The second wave has impacted volume recovery for the industry and ALL. However, we expect healthy recovery for the CV industry in H2FY22 led by recovery in the rural economy and strong focus of the government on infrastructure. ALL being a pure play CV player would benefit from recovery in the CV cycle. Maintain Buy.
Result Update Q4FY21
* ALL net revenue grew by 82.4% YoY to Rs. 7,000 cr led by 73% growth in volumes.

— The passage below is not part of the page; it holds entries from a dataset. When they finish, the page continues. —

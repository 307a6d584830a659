use glium::program::ProgramChooserCreationError;
use glium::{Display, Program};
use glium::program;

/// Compiles the program that draws filled rectangles and circles.
pub fn shape_program(display: &Display) -> Result<Program, ProgramChooserCreationError> {
    glium::program!(
        display,
        140 => {
            vertex: include_str!("shape.vert"),
            fragment: include_str!("shape.frag"),
            outputs_srgb: true,
        },
    )
}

Both M&HCV and LCV reported a volume growth of 55.5% and 108% YoY. The net realizations were up 5.3% YoY and 10.3% QoQ. For FY21, ALL reported second consecutive year of volume de-growth (down 19.6%) which resulted in revenue decline of 12.4% YoY.
* Higher commodity cost pressure impacted gross margins for ALL in Q4FY21, down 582 bps YoY. However, higher operating leverage more than offset the impact of commodity cost as margins expanded 286bps to 7.6%. ALL reported a net profit of Rs. 241 cr as against a loss of Rs. 57 cr in the same quarter last year.
* Other key highlights: i) The management highlighted that demand remains challenging in Q1FY22, but expects healthy rebound, ii) To mitigate the impact of commodity price increase, ALL has taken price hikes recently, iii) ALL would incur a capex of Rs. 750 cr in FY22 which would largely be for maintenance.
Outlook & Valuation
The domestic CV industry is poised for healthy growth led by increased government spending on infrastructure, mining and pick-up in economic activity. We believe ALL stands to benefit from the upcycle in the CV industry given its strong position in the M&HCV and LCV segments. To reduce the earnings volatility, the company has sharpened its focus on increasing its revenue share from LCVs, spares, exports and defence.
On the margins front, a better product mix, higher operating leverage and better pricing would provide a cushion to margins against the rise in commodity prices. Factoring the demand uncertainty, we have lowered our estimates for FY22E. We maintain a Buy on the stock with a target price of Rs. 147.